■ What is expected
Below are the records. Retype exactly the lines between the lines holding "use regex_lite::Regex;" and "static NXEE: Lazy<Regex>", inclusive.

■ Collected data
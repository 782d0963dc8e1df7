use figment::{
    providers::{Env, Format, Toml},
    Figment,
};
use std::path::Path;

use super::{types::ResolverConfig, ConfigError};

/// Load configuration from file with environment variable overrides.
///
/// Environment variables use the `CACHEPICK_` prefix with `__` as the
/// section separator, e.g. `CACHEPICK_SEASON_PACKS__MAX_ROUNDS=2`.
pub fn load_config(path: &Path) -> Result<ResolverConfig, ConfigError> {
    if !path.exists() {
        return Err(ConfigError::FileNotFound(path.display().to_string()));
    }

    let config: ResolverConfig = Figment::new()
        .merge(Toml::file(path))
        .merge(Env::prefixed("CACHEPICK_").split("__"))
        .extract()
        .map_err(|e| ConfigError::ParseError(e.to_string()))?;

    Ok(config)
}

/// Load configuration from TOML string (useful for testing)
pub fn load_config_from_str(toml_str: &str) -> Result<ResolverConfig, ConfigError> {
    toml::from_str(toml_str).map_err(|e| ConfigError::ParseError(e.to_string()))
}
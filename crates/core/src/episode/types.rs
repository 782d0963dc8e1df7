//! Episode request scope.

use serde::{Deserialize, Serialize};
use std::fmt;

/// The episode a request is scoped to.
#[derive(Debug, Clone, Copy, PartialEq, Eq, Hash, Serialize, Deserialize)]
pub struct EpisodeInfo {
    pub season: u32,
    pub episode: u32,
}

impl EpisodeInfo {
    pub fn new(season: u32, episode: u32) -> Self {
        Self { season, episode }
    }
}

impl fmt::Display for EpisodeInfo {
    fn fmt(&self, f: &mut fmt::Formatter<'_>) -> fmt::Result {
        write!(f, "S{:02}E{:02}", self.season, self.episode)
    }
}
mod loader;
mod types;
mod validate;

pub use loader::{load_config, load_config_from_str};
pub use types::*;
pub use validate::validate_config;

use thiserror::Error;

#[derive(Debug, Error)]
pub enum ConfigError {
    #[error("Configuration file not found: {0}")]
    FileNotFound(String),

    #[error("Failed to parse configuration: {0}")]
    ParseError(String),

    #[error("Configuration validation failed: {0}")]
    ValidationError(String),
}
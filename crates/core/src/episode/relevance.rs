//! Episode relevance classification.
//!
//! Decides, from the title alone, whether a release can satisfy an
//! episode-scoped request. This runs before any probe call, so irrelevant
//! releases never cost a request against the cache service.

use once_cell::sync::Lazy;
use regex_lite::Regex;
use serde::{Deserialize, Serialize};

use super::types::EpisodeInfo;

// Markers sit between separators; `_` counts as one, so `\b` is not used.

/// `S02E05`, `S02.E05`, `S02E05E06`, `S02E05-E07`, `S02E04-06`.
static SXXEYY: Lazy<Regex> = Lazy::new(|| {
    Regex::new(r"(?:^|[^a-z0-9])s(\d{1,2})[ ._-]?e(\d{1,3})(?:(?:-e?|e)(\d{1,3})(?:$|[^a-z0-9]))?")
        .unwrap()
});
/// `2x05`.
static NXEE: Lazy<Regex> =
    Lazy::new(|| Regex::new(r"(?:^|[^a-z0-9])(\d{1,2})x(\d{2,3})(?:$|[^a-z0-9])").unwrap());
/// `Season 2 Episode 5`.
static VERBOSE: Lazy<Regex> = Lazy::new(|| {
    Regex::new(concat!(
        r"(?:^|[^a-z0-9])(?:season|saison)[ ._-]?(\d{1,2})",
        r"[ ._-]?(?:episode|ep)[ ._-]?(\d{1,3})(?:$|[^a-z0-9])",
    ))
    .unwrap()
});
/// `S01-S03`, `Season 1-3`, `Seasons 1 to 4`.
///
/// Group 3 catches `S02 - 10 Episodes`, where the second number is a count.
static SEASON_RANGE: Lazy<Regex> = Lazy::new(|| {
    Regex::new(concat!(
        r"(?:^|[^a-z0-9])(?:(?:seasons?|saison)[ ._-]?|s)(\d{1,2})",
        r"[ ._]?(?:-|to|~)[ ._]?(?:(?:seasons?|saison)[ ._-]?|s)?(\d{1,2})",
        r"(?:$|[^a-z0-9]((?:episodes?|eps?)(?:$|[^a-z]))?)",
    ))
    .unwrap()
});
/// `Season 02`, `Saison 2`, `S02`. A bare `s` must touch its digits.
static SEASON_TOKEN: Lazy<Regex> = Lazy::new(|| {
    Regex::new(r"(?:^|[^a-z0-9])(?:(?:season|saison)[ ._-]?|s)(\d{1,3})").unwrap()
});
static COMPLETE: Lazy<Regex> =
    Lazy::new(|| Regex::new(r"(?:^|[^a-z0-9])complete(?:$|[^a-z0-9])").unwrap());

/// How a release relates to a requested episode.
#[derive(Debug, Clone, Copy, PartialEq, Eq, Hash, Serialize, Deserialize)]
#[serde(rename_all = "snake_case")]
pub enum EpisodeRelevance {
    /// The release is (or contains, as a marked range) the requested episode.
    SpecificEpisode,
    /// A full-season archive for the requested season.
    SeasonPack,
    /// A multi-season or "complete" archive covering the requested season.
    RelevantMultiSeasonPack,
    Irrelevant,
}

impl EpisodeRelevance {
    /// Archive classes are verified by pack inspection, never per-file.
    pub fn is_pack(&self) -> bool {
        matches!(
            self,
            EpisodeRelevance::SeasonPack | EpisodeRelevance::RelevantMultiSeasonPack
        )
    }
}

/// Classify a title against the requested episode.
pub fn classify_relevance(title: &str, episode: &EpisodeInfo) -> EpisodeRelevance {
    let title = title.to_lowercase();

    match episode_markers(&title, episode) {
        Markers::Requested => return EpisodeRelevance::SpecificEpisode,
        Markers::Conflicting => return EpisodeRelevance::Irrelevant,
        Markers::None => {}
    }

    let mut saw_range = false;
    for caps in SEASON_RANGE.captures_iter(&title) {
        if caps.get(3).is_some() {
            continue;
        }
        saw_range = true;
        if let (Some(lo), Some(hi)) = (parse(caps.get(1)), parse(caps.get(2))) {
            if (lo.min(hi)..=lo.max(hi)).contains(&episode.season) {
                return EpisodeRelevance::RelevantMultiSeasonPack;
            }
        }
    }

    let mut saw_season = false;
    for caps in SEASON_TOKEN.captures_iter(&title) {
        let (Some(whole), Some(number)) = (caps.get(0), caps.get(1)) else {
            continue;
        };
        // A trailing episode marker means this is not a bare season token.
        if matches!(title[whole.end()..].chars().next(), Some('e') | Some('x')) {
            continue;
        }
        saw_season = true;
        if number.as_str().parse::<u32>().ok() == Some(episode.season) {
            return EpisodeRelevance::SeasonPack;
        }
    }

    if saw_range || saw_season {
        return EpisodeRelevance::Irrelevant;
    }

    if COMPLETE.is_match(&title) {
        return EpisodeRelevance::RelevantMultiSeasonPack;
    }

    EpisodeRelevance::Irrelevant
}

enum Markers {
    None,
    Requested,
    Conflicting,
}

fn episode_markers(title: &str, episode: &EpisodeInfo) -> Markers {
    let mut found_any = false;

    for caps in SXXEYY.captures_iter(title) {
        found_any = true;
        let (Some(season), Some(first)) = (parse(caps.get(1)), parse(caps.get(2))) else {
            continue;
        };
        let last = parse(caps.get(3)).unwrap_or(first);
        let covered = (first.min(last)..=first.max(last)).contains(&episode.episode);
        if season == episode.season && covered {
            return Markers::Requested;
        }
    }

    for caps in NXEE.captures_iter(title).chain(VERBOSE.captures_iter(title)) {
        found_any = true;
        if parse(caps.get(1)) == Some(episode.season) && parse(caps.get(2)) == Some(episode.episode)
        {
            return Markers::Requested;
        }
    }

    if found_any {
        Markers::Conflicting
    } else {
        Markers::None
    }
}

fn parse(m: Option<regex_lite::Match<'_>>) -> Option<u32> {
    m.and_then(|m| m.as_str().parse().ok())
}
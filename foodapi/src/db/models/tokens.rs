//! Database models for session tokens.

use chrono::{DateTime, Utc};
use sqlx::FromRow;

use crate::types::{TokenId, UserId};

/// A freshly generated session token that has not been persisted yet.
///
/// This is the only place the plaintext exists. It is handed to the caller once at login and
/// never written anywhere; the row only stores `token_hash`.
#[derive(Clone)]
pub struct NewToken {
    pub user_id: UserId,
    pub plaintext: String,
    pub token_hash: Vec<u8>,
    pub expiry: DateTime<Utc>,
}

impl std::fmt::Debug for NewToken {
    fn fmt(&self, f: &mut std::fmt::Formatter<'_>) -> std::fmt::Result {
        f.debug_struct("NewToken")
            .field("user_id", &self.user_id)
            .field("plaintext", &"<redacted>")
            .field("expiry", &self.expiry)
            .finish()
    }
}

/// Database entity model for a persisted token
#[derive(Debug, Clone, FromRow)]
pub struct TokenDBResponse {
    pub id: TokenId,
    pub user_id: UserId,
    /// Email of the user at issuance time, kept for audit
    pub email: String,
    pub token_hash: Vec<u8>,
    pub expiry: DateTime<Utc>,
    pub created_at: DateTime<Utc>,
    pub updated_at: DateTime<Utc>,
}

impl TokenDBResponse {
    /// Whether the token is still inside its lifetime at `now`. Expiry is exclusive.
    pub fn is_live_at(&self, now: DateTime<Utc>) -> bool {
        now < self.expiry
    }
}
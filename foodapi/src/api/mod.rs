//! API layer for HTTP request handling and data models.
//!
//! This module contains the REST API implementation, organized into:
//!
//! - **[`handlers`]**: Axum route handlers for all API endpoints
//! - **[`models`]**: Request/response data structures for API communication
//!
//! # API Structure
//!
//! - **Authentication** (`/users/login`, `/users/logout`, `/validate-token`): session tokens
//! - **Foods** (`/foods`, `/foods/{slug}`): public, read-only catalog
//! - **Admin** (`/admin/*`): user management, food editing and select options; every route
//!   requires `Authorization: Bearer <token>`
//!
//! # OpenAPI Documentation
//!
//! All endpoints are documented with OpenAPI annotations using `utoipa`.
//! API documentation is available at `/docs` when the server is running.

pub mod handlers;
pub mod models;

■ Response
use regex_lite::Regex;
use serde::{Deserialize, Serialize};

use super::types::EpisodeInfo;

// Markers sit between separators; `_` counts as one, so `\b` is not used.

/// `S02E05`, `S02.E05`, `S02E05E06`, `S02E05-E07`, `S02E04-06`.
static SXXEYY: Lazy<Regex> = Lazy::new(|| {
    Regex::new(r"(?:^|[^a-z0-9])s(\d{1,2})[ ._-]?e(\d{1,3})(?:(?:-e?|e)(\d{1,3})(?:$|[^a-z0-9]))?")
        .unwrap()
});
/// `2x05`.
static NXEE: Lazy<Regex> =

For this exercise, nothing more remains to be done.